Data-Driven Dynamic Motion Planning for Practical FES-Controlled Reaching Motions in Spinal Cord Injury

IEEE Trans Neural Syst Rehabil Eng, 2023 · DOI: 10.1109/TNSRE.2023.3272929 · Published: June 8, 2023

Assistive TechnologyBiomedical

Simple Explanation

Functional electrical stimulation (FES) can help people with spinal cord injuries (SCI) regain arm movement. However, SCI can weaken muscles, making it hard to control FES-driven reaching motions. This study developed a new method that uses data about a person's specific muscle capabilities to plan feasible reaching trajectories, improving target reach and accuracy compared to simple reaching paths.
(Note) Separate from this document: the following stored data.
//! Outbox consumer. Each claimed row is one search job, driven to a terminal state by
//! [`SearchWorker::run`].

use std::{sync::Arc, time::Duration as StdDuration};

use color_eyre::Result;
use time::{Duration, OffsetDateTime};
use tokio::time as tokio_time;

use scout_config::Jobs;
use scout_service::SearchWorker;
use scout_storage::{db::Db, outbox};

pub struct WorkerState {
	pub db: Db,
	pub worker: Arc<SearchWorker>,
	pub poll_interval: StdDuration,
	pub claim_lease: Duration,
}
impl WorkerState {
	pub fn new(db: Db, worker: Arc<SearchWorker>, jobs: &Jobs) -> Self {
		Self {
			db,
			worker,
			poll_interval: StdDuration::from_millis(jobs.poll_interval_ms),
			claim_lease: Duration::seconds(jobs.claim_lease_seconds),
		}
	}
}

pub async fn run_worker(state: WorkerState) -> Result<()> {
	tracing::info!(
		poll_interval_ms = state.poll_interval.as_millis() as u64,
		claim_lease_seconds = state.claim_lease.whole_seconds(),
		"Dispatch outbox worker started."
	);

	loop {
		match process_dispatch_outbox_once(&state).await {
			// Drain without sleeping while work is queued.
			Ok(true) => continue,
			Ok(false) => {},
			Err(err) => {
				tracing::error!(error = %err, "Dispatch outbox processing failed.");
			},
		}

		tokio_time::sleep(state.poll_interval).await;
	}
}

/// Claims and runs at most one queued job. Returns whether a row was claimed.
pub async fn process_dispatch_outbox_once(state: &WorkerState) -> Result<bool> {
	let now = OffsetDateTime::now_utc();
	let Some(entry) = outbox::claim_next(&state.db, now, state.claim_lease).await? else {
		return Ok(false);
	};
	let result = match entry.job_payload() {
		Ok(payload) => Arc::clone(&state.worker).run(payload).await.map_err(|err| err.to_string()),
		Err(err) => Err(format!("Undecodable outbox payload: {err}.")),
	};

	match result {
		Ok(()) => {
			outbox::mark_done(&state.db, entry.outbox_id).await?;

			tracing::debug!(
				outbox_id = %entry.outbox_id,
				request_id = %entry.request_id,
				"Outbox job done."
			);
		},
		Err(err) => {
			outbox::mark_failed(&state.db, entry.outbox_id, entry.attempts, &err).await?;

			tracing::error!(
				error = %err,
				outbox_id = %entry.outbox_id,
				request_id = %entry.request_id,
				attempts = entry.attempts + 1,
				"Outbox job failed."
			);
		},
	}

	Ok(true)
}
The trajectory optimization method should be practically implemented to improve the FES-driven reaching performance.

Study Duration
Not specified
Participants
Single human participant with high tetraplegia
Evidence Level
Simulation study

Key Findings

  • 1
    Trajectory optimization improved the ability to reach targets compared to naive direct-to-target paths.
  • 2
    Trajectory optimization improved the accuracy for the feedforward-feedback and model predictive controllers (p < 0.001).
  • 3
    Even with an ideal model of the participant’s muscle capabilities and the dynamics of the system, trajectory optimization is necessary to avoid paths which include uncontrollable configurations and produce accurate reaches.

Research Summary

This study developed a data-driven trajectory optimization method for reaching motions that accounts for person-specific muscle weakness and loss of function in individuals with SCI. The method involves identifying a person-specific mathematical model of the arm, creating a dynamic simulation with modeled muscle capabilities, and developing a trajectory optimization routine. The performance of controlling the arm along optimized planned trajectories was compared to naive direct-to-target paths using feedback, feedforward-feedback, and model predictive control structures.

Practical Implications

Improved Reaching Performance

The trajectory optimization method can be implemented to improve FES-driven reaching performance in individuals with SCI.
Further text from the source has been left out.